Le gouvernement envisage de mettre en place un système de retraites par points.
Pourquoi les salariés, et pourquoi particulièrement les fonctionnaires, ont-ils beaucoup à y perdre ?
Les cotisations sont transformées en points selon la valeur d’achat du point. La pension est déterminée par la valeur de liquidation (ou valeur de service) du point. Ces deux valeurs varient chaque année.
Il y a plusieurs techniques pour les déterminer : par exemple, la valeur de service peut varier en fonction de l’âge au moment de la liquidation, ou encore le point peut avoir la même valeur quel que soit son âge mais le système peut prévoir des minorations de pensions à partir d’un age pivot, etc.

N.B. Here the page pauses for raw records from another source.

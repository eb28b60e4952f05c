//! lemming-server: standalone REST server for goal compilation and plan
//! disambiguation.
//!
//! Configuration comes from flags or environment (see `--help`); a `.env`
//! file in the working directory is loaded first.

use clap::Parser;
use lemming_server::config::Config;
use lemming_server::router::build_router;
use lemming_server::state::AppState;
use tokio::net::TcpListener;

#[tokio::main]
async fn main() -> anyhow::Result<()> {
    dotenvy::dotenv().ok();

    tracing_subscriber::fmt()
        .with_env_filter(
            tracing_subscriber::EnvFilter::try_from_default_env()
                .unwrap_or_else(|_| "info,lemming_server=debug,tower_http=debug".into()),
        )
        .init();

    let config = Config::parse();
    let state = AppState::from_config(&config)?;
    let app = build_router(state);

    let listener = TcpListener::bind(&config.bind_addr).await?;
    tracing::info!("lemming-server listening on {}", config.bind_addr);

    axum::serve(listener, app).await?;
    Ok(())
}
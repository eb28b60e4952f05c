//! OpenAI chat-completions translator.
//!
//! Sends the few-shot prompt, asks for `n` samples, and scores each formula by
//! the fraction of samples that produced it. Samples that do not parse as a
//! DECLARE formula only lower the other scores.

use std::collections::BTreeMap;

use async_trait::async_trait;
use serde::Deserialize;

use super::prompt::PromptConfig;
use super::ranker::Translator;
use super::template::{DeclareFormula, DeclareTemplate};
use crate::error::{LemmingError, Result};

const DEFAULT_MODEL: &str = "gpt-4o";
const DEFAULT_SAMPLES: u32 = 5;
const API_URL: &str = "https://api.openai.com/v1/chat/completions";

#[derive(Clone)]
pub struct OpenAiTranslator {
    api_key: String,
    client: reqwest::Client,
    model: String,
    samples: u32,
    url: String,
}

impl OpenAiTranslator {
    pub fn new(api_key: String) -> Self {
        Self::with_model(api_key, DEFAULT_MODEL)
    }

    pub fn with_model(api_key: String, model: &str) -> Self {
        Self {
            api_key,
            client: reqwest::Client::new(),
            model: model.to_string(),
            samples: DEFAULT_SAMPLES,
            url: API_URL.to_string(),
        }
    }

    pub fn samples(mut self, samples: u32) -> Self {
        self.samples = samples.max(1);
        self
    }

    /// Point at an OpenAI-compatible endpoint.
    pub fn url(mut self, url: impl Into<String>) -> Self {
        self.url = url.into();
        self
    }

    async fn call_api(&self, prompt: &str) -> Result<Vec<String>> {
        let body = serde_json::json!({
            "model": &self.model,
            "messages": [
                {"role": "user", "content": prompt}
            ],
            "temperature": 0.5,
            "n": self.samples,
            "max_tokens": 64,
            "stop": ["NL:"]
        });

        let response = self
            .client
            .post(&self.url)
            .header("Authorization", format!("Bearer {}", self.api_key))
            .header("Content-Type", "application/json")
            .json(&body)
            .send()
            .await
            .map_err(|e| LemmingError::Translation(format!("OpenAI request failed: {}", e)))?;

        if !response.status().is_success() {
            let status = response.status();
            let body = response.text().await.unwrap_or_default();
            return Err(LemmingError::Translation(format!(
                "OpenAI API error {}: {}",
                status, body
            )));
        }

        #[derive(Deserialize)]
        struct Message {
            #[serde(default)]
            content: Option<String>,
        }
        #[derive(Deserialize)]
        struct Choice {
            message: Message,
        }
        #[derive(Deserialize)]
        struct ApiResponse {
            choices: Vec<Choice>,
        }

        let api_response: ApiResponse = response
            .json()
            .await
            .map_err(|e| LemmingError::Translation(format!("bad OpenAI response: {}", e)))?;
        Ok(api_response
            .choices
            .into_iter()
            .filter_map(|c| c.message.content)
            .collect())
    }
}

/// Read one completion of the rendered prompt. The completion continues
/// after `PATTERN:`, so the first line is the template and a later
/// `SYMBOLS:` line lists the activities.
pub fn parse_completion(text: &str) -> Option<DeclareFormula> {
    let mut lines = text.lines().map(str::trim).filter(|l| !l.is_empty());
    let first = lines.next()?;
    let template: DeclareTemplate = first
        .strip_prefix("PATTERN:")
        .unwrap_or(first)
        .trim()
        .parse()
        .ok()?;
    let symbols = lines.find_map(|l| l.strip_prefix("SYMBOLS:"))?;
    let activities = symbols
        .split(',')
        .map(|s| s.trim().to_string())
        .filter(|s| !s.is_empty())
        .collect();
    DeclareFormula::new(template, activities).ok()
}

/// Sample frequency per distinct formula.
pub fn score_samples(samples: &[String]) -> BTreeMap<DeclareFormula, f64> {
    let mut counts: BTreeMap<DeclareFormula, usize> = BTreeMap::new();
    for sample in samples {
        if let Some(formula) = parse_completion(sample) {
            *counts.entry(formula).or_default() += 1;
        } else {
            tracing::debug!(sample = %sample, "discarding unparseable completion");
        }
    }
    let total = samples.len().max(1) as f64;
    counts
        .into_iter()
        .map(|(formula, n)| (formula, n as f64 / total))
        .collect()
}

#[async_trait]
impl Translator for OpenAiTranslator {
    fn name(&self) -> &str {
        "openai"
    }

    async fn translate(
        &self,
        utterance: &str,
        prompt: &PromptConfig,
    ) -> Result<BTreeMap<DeclareFormula, f64>> {
        let rendered = prompt.render(utterance);
        tracing::debug!(model = %self.model, samples = self.samples, "querying OpenAI");
        let samples = self.call_api(&rendered).await?;
        Ok(score_samples(&samples))
    }
}
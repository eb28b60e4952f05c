//! Error taxonomy for the Lemming pipeline.
//!
//! Every stage reports through [`LemmingError`]. Variants fall into four
//! families (see [`ErrorKind`]) so that callers can tell "you asked wrong"
//! from "we couldn't compute it" from "a backend fell over". Empty results
//! (no formulas, no plans, no landmarks) are never errors.

use thiserror::Error;

/// Coarse classification of a [`LemmingError`].
#[derive(Debug, Clone, Copy, PartialEq, Eq)]
pub enum ErrorKind {
    /// The request itself is wrong (empty task, unknown category, bad selection).
    ClientInput,
    /// A stage could not produce a value for structurally valid input.
    Unprocessable,
    /// The translator or planner backend failed.
    ExternalFault,
    /// Bug or environment failure inside the service.
    Internal,
}

impl ErrorKind {
    pub fn as_str(self) -> &'static str {
        match self {
            Self::ClientInput => "client_input",
            Self::Unprocessable => "unprocessable",
            Self::ExternalFault => "external_fault",
            Self::Internal => "internal",
        }
    }
}

#[derive(Debug, Error)]
pub enum LemmingError {
    #[error("domain or problem is empty")]
    EmptyTask,

    #[error("invalid landmark category: {0}")]
    InvalidCategory(String),

    #[error("invalid compiler tool: {0}")]
    InvalidTool(String),

    #[error("invalid selection: {0}")]
    InvalidSelection(String),

    #[error("invalid input: {0}")]
    InvalidInput(String),

    #[error("not found: {0}")]
    NotFound(String),

    #[error("PDDL parse error: {0}")]
    Parse(String),

    #[error("unsupported PDDL feature: {0}")]
    UnsupportedFeature(String),

    #[error("unresolved proposition `{activity}` in formula `{formula}`")]
    UnresolvedProposition { activity: String, formula: String },

    #[error("tool `{tool}` cannot encode template `{template}`")]
    UnsupportedTool { tool: String, template: String },

    #[error("landmark orderings contain a cycle through landmark {0}")]
    LandmarkCycle(usize),

    #[error("unprocessable entity: {0}")]
    Unprocessable(String),

    #[error("translation failed: {0}")]
    Translation(String),

    #[error("planner failed: {0}")]
    Planner(String),

    #[error("io error: {0}")]
    Io(#[from] std::io::Error),

    #[error("internal: {0}")]
    Internal(#[from] anyhow::Error),
}

pub type Result<T> = std::result::Result<T, LemmingError>;

impl LemmingError {
    pub fn kind(&self) -> ErrorKind {
        match self {
            Self::EmptyTask
            | Self::InvalidCategory(_)
            | Self::InvalidTool(_)
            | Self::InvalidSelection(_)
            | Self::InvalidInput(_)
            | Self::NotFound(_) => ErrorKind::ClientInput,
            Self::Parse(_)
            | Self::UnsupportedFeature(_)
            | Self::UnresolvedProposition { .. }
            | Self::UnsupportedTool { .. }
            | Self::LandmarkCycle(_)
            | Self::Unprocessable(_) => ErrorKind::Unprocessable,
            Self::Translation(_) | Self::Planner(_) => ErrorKind::ExternalFault,
            Self::Io(_) | Self::Internal(_) => ErrorKind::Internal,
        }
    }

    pub fn http_status(&self) -> u16 {
        match self {
            Self::NotFound(_) => 404,
            _ => match self.kind() {
                ErrorKind::ClientInput => 400,
                ErrorKind::Unprocessable => 422,
                ErrorKind::ExternalFault => 502,
                ErrorKind::Internal => 500,
            },
        }
    }
}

Dans le nouveau système, la cotisation serait due sur l’ensemble des salaires et traitements (indemnités comprises) dans la limite de 10 000 euros par mois (3 “plafonds de la Sécurité Sociale”).
La notion de nombre de trimestres disparaîtrait, un âge de départ possible serait maintenu, à 62 ans a priori, avec de possibles systèmes de « minorations » des pensions jusqu’à un âge « pivot », bien au-delà de 62 ans.

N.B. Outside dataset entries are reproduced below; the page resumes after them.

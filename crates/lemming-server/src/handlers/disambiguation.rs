//! Disambiguation views:
//!   POST /generate_select_view: full selection view
//!   POST /generate_build_forward: incremental build from the start
//!   POST /generate_build_backward: incremental build from the goal
//!   POST /generate_nl2ltl_integration: selection view for compiled plans

use axum::Json;
use lemming_core::disambiguator::{
    generate_build_view, generate_select_view, handle_flow_output, Direction,
    PlanDisambiguatorInput, PlanDisambiguatorOutput,
};
use lemming_core::error::LemmingError;

use super::blocking;
use crate::error::AppResult;

type ViewResult = AppResult<Json<PlanDisambiguatorOutput>>;

async fn render<F>(input: PlanDisambiguatorInput, flow: F) -> ViewResult
where
    F: FnOnce(&PlanDisambiguatorInput) -> lemming_core::Result<Option<PlanDisambiguatorOutput>>
        + Send
        + 'static,
{
    if !input.check_domain_problem() {
        return Err(LemmingError::EmptyTask.into());
    }
    let output = blocking(move || handle_flow_output(flow(&input)?)).await?;
    Ok(Json(output))
}

pub async fn select_view(Json(input): Json<PlanDisambiguatorInput>) -> ViewResult {
    render(input, generate_select_view).await
}

pub async fn build_forward(Json(input): Json<PlanDisambiguatorInput>) -> ViewResult {
    render(input, |input| generate_build_view(input, Direction::Forward)).await
}

pub async fn build_backward(Json(input): Json<PlanDisambiguatorInput>) -> ViewResult {
    render(input, |input| generate_build_view(input, Direction::Backward)).await
}

pub async fn nl2ltl_integration(Json(input): Json<PlanDisambiguatorInput>) -> ViewResult {
    render(input, generate_select_view).await
}
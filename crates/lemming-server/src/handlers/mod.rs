//! Route handlers, one module per surface area.

pub mod disambiguation;
pub mod health;
pub mod ltl;
pub mod planning;
pub mod scenarios;

use crate::error::AppResult;

/// Run a CPU-bound pipeline stage off the async workers.
pub(crate) async fn blocking<T, F>(work: F) -> AppResult<T>
where
    F: FnOnce() -> lemming_core::Result<T> + Send + 'static,
    T: Send + 'static,
{
    Ok(tokio::task::spawn_blocking(work).await??)
}
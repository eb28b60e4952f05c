//! Stage compositions used by the HTTP surface.

use crate::compiler::{compile_task, ToolCompiler};
use crate::error::Result;
use crate::fingerprint::hash_plans;
use crate::planner::PlanSearch;
use crate::types::{LTLFormula, LemmingTask, Plan, PlanningTask, Translation};

/// Top-q search with hashes attached and duplicate sequences removed.
pub fn search_plans(planner: &dyn PlanSearch, task: &PlanningTask) -> Result<Vec<Plan>> {
    task.require_non_empty()?;
    let plans = hash_plans(planner.search_topq(task)?);
    tracing::info!(planner = planner.name(), plans = plans.len(), "plan search finished");
    Ok(plans)
}

/// Compile the formulas into the task, then plan for the compiled task.
///
/// The result carries the compiled task, its plans, and the formulas as
/// prompts so the client can show what the goal was built from.
pub fn compile_and_plan(
    planner: &dyn PlanSearch,
    task: &PlanningTask,
    formulas: &[LTLFormula],
    tool: ToolCompiler,
) -> Result<LemmingTask> {
    let compiled = compile_task(task, formulas, tool)?;
    let plans = search_plans(planner, &compiled)?;
    Ok(LemmingTask {
        planning_task: compiled,
        plans,
        nl_prompts: formulas.iter().map(Translation::from).collect(),
    })
}
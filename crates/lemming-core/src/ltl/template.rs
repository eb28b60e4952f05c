//! DECLARE templates and formulas.

use std::fmt;
use std::str::FromStr;

use serde::{Deserialize, Serialize};

use crate::error::{LemmingError, Result};

#[derive(Clone, Copy, Debug, PartialEq, Eq, Hash, PartialOrd, Ord, Serialize, Deserialize)]
pub enum DeclareTemplate {
    Existence,
    ExistenceTwo,
    Absence,
    Init,
    End,
    RespondedExistence,
    Response,
    Precedence,
    Succession,
    ChainResponse,
    ChainPrecedence,
    NotCoExistence,
    ExclusiveChoice,
}

impl DeclareTemplate {
    pub const ALL: [DeclareTemplate; 13] = [
        Self::Existence,
        Self::ExistenceTwo,
        Self::Absence,
        Self::Init,
        Self::End,
        Self::RespondedExistence,
        Self::Response,
        Self::Precedence,
        Self::Succession,
        Self::ChainResponse,
        Self::ChainPrecedence,
        Self::NotCoExistence,
        Self::ExclusiveChoice,
    ];

    pub fn name(self) -> &'static str {
        match self {
            Self::Existence => "Existence",
            Self::ExistenceTwo => "ExistenceTwo",
            Self::Absence => "Absence",
            Self::Init => "Init",
            Self::End => "End",
            Self::RespondedExistence => "RespondedExistence",
            Self::Response => "Response",
            Self::Precedence => "Precedence",
            Self::Succession => "Succession",
            Self::ChainResponse => "ChainResponse",
            Self::ChainPrecedence => "ChainPrecedence",
            Self::NotCoExistence => "NotCoExistence",
            Self::ExclusiveChoice => "ExclusiveChoice",
        }
    }

    pub fn arity(self) -> usize {
        match self {
            Self::Existence | Self::ExistenceTwo | Self::Absence | Self::Init | Self::End => 1,
            _ => 2,
        }
    }

    /// Templates constraining what happens *immediately* next.
    pub fn is_chain(self) -> bool {
        matches!(self, Self::ChainResponse | Self::ChainPrecedence)
    }

    /// Description with `{A}`/`{B}` placeholders.
    pub fn description(self) -> &'static str {
        match self {
            Self::Existence => "{A} happens at least once.",
            Self::ExistenceTwo => "{A} happens at least twice.",
            Self::Absence => "{A} never happens.",
            Self::Init => "The first thing to happen is {A}.",
            Self::End => "The last thing to happen is {A}.",
            Self::RespondedExistence => "If {A} happens, {B} happens as well.",
            Self::Response => "Whenever {A} happens, {B} happens afterward.",
            Self::Precedence => "{B} happens only if {A} has happened before.",
            Self::Succession => {
                "Whenever {A} happens, {B} happens afterward, and {B} happens only after {A}."
            }
            Self::ChainResponse => "Whenever {A} happens, {B} happens immediately after.",
            Self::ChainPrecedence => "{B} happens only immediately after {A}.",
            Self::NotCoExistence => "{A} and {B} never both happen.",
            Self::ExclusiveChoice => "Exactly one of {A} and {B} happens.",
        }
    }
}

impl fmt::Display for DeclareTemplate {
    fn fmt(&self, f: &mut fmt::Formatter<'_>) -> fmt::Result {
        f.write_str(self.name())
    }
}

impl FromStr for DeclareTemplate {
    type Err = LemmingError;

    fn from_str(s: &str) -> Result<Self> {
        let key: String = s
            .chars()
            .filter(|c| c.is_ascii_alphanumeric())
            .collect::<String>()
            .to_lowercase();
        let key = if key == "existence2" { "existencetwo".to_string() } else { key };
        Self::ALL
            .into_iter()
            .find(|t| t.name().to_lowercase() == key)
            .ok_or_else(|| LemmingError::InvalidInput(format!("unknown DECLARE template `{}`", s)))
    }
}

/// A template applied to concrete activity names.
#[derive(Clone, Debug, PartialEq, Eq, Hash, PartialOrd, Ord)]
pub struct DeclareFormula {
    pub template: DeclareTemplate,
    pub activities: Vec<String>,
}

impl DeclareFormula {
    pub fn new(template: DeclareTemplate, activities: Vec<String>) -> Result<Self> {
        if activities.len() != template.arity() {
            return Err(LemmingError::InvalidInput(format!(
                "{} takes {} activit{}, got {}",
                template,
                template.arity(),
                if template.arity() == 1 { "y" } else { "ies" },
                activities.len()
            )));
        }
        if let Some(bad) = activities.iter().find(|a| a.is_empty()) {
            return Err(LemmingError::InvalidInput(format!("empty activity `{}`", bad)));
        }
        Ok(Self {
            template,
            activities,
        })
    }

    pub fn a(&self) -> &str {
        &self.activities[0]
    }

    /// Second activity; the first one for unary templates.
    pub fn b(&self) -> &str {
        self.activities.get(1).unwrap_or(&self.activities[0])
    }

    pub fn describe(&self) -> String {
        self.template
            .description()
            .replace("{A}", self.a())
            .replace("{B}", self.b())
    }
}

impl fmt::Display for DeclareFormula {
    fn fmt(&self, f: &mut fmt::Formatter<'_>) -> fmt::Result {
        write!(f, "{}", self.template)?;
        for activity in &self.activities {
            write!(f, " {}", activity)?;
        }
        Ok(())
    }
}

/// Accepts `Response Slack Gmail` and `Response(Slack, Gmail)`.
impl FromStr for DeclareFormula {
    type Err = LemmingError;

    fn from_str(s: &str) -> Result<Self> {
        let cleaned = s.replace(['(', ')', ','], " ");
        let mut parts = cleaned.split_whitespace();
        let template: DeclareTemplate = parts
            .next()
            .ok_or_else(|| LemmingError::InvalidInput("empty formula".to_string()))?
            .parse()?;
        DeclareFormula::new(template, parts.map(str::to_string).collect())
    }
}

#[cfg(test)]
mod tests {
    use super::*;
    use pretty_assertions::assert_eq;

    #[test]
    fn parses_both_formula_spellings() {
        let plain: DeclareFormula = "Response Slack Gmail".parse().unwrap();
        let call: DeclareFormula = "response(Slack, Gmail)".parse().unwrap();
        assert_eq!(plain, call);
        assert_eq!(plain.to_string(), "Response Slack Gmail");
    }

    #[test]
    fn arity_is_checked() {
        assert!("Existence Slack Gmail".parse::<DeclareFormula>().is_err());
        assert!("Response Slack".parse::<DeclareFormula>().is_err());
        assert!("Eventually Slack".parse::<DeclareFormula>().is_err());
    }

    #[test]
    fn description_fills_placeholders() {
        let f: DeclareFormula = "Precedence Draft Slack".parse().unwrap();
        assert_eq!(f.describe(), "Slack happens only if Draft has happened before.");
    }

    #[test]
    fn template_names_round_trip() {
        for t in DeclareTemplate::ALL {
            assert_eq!(t.name().parse::<DeclareTemplate>().unwrap(), t);
        }
        assert_eq!(
            "existence2".parse::<DeclareTemplate>().unwrap(),
            DeclareTemplate::ExistenceTwo
        );
    }
}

La réforme se ferait sur la base du slogan de campagne d’Emmanuel Macron « un euro cotisé donne les mêmes droits ».
Ce slogan en apparence simple et de bon sens pose pourtant de nombreuses questions, et en particulier :
- Les mêmes droits, certes, mais QUELS DROITS ?

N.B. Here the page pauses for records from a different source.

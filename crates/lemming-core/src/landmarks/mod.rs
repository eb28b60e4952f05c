//! Landmark extraction.
//!
//! A landmark is a fact every plan makes true at some point. Landmarks and
//! their orderings drive the disambiguator: a landmark whose achievers differ
//! across plans is a decision the user can make.
//!
//! | Category     | Method                                                  |
//! |--------------|---------------------------------------------------------|
//! | `lm_rhw`     | backchaining from goals over shared first-achiever preconditions, plus disjunctive landmarks |
//! | `lm_zg`      | label propagation over the relaxed planning graph       |
//! | `lm_exhaust` | test every reachable fact by excluding its achievers    |

pub mod extract;
pub mod graph;

pub use extract::RelaxedLandmarkExtractor;
pub use graph::{Landmark, LandmarkGraph, LandmarkKind, LandmarkOrdering, OrderingKind};

use std::fmt;
use std::str::FromStr;

use serde::{Deserialize, Serialize};

use crate::error::{LemmingError, Result};
use crate::pddl::{self, GroundTask};
use crate::types::PlanningTask;

#[derive(Clone, Copy, Debug, PartialEq, Eq, Hash, Serialize, Deserialize)]
pub enum LandmarkCategory {
    #[serde(rename = "lm_rhw")]
    Rhw,
    #[serde(rename = "lm_zg")]
    Zg,
    #[serde(rename = "lm_exhaust")]
    Exhaust,
}

impl LandmarkCategory {
    pub const ALL: [LandmarkCategory; 3] = [Self::Rhw, Self::Zg, Self::Exhaust];

    pub fn as_str(self) -> &'static str {
        match self {
            Self::Rhw => "lm_rhw",
            Self::Zg => "lm_zg",
            Self::Exhaust => "lm_exhaust",
        }
    }
}

impl fmt::Display for LandmarkCategory {
    fn fmt(&self, f: &mut fmt::Formatter<'_>) -> fmt::Result {
        f.write_str(self.as_str())
    }
}

impl FromStr for LandmarkCategory {
    type Err = LemmingError;

    fn from_str(s: &str) -> Result<Self> {
        match s.trim().to_lowercase().as_str() {
            "lm_rhw" | "rhw" => Ok(Self::Rhw),
            "lm_zg" | "zg" => Ok(Self::Zg),
            "lm_exhaust" | "exhaust" => Ok(Self::Exhaust),
            _ => Err(LemmingError::InvalidCategory(s.to_string())),
        }
    }
}

/// Computes landmarks for a grounded task.
pub trait LandmarkExtractor: Send + Sync {
    fn extract(&self, task: &GroundTask, category: LandmarkCategory) -> Result<LandmarkGraph>;
}

/// Parse the category, ground the task, extract and validate.
///
/// A task without landmarks yields an empty graph; a cyclic graph is never
/// returned.
pub fn extract_landmarks(
    extractor: &dyn LandmarkExtractor,
    task: &PlanningTask,
    category: &str,
) -> Result<LandmarkGraph> {
    let category: LandmarkCategory = category.parse()?;
    task.require_non_empty()?;
    let ground = pddl::ground_task(task)?;
    let graph = extractor.extract(&ground, category)?;
    graph.validate()?;
    tracing::info!(
        %category,
        landmarks = graph.landmarks.len(),
        orderings = graph.orderings.len(),
        "extracted landmarks"
    );
    Ok(graph)
}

Aujourd’hui, le système de retraites, même dégradé par les réformes, permet d’acquérir des droits qui s’expriment en pourcentage du meilleur salaire : on sait qu’en partant à tel âge, on aura tel pourcentage du traitement des 6 derniers mois (les 25 meilleures années dans le privé), c’est ce qu’on appelle le taux de remplacement. Avec un nouveau système par points, plus aucun objectif de cet ordre n’existerait : seule compte la valeur du point, qui varie d’une année sur l’autre. Dit autrement, on peut très bien se retrouver avec des pourcentages très faibles de son meilleur salaire dès lors que la valeur du point baisse. - Autre question à poser : que se passe-t-il quand l’euro n’est pas cotisé ? Aujourd’hui, quand on interrompt son activité pour congé maternité, parental, chômage, etc, il existe des systèmes de majorations en termes de nombre de trimestres. Qu’en serait-il dans un nouveau système où l’euro cotisé est la mesure de toute chose ? J-P. Delevoye tente de rassurer en disant que des « points gratuits » seront donnés, mais sur quelle base le seront-ils ? ( par exemple donnerait-on un forfait de points par enfant ou donnerait-on le nombre de points correspondant au meilleur salaire de la collègue ?, etc). Qu’en serait-il des pensions de réversion, c’est à dire les pensions versées au conjoint survivant, aujourd’hui sans plafond de ressources pour les fonctionnaires, ce que le gouvernement voudrait remettre en cause.
Tout euro perçu donnerait lieu à des cotisations et donc à des points, cela a au moins deux conséquences :
- On prendrait désormais en compte la totalité de la carrière alors que dans le système actuel, que ce soit dans le public ou dans le privé, les mauvaises années sont en partie « lissées ». Par exemple, le fait que les salaires de début de carrière sont très bas pour les fonctionnaires (un enseignant débute à 1,3 SMIC !!!) est en partie compensé par le droit à une carrière et donc par le calcul de la pension sur les meilleurs traitements, ceux de la fin de carrière. Avec la réforme Macron, ce ne sont plus les 6 derniers mois qui comptent mais l’ensemble des salaires, y compris les salaires -scandaleusement- faibles du début.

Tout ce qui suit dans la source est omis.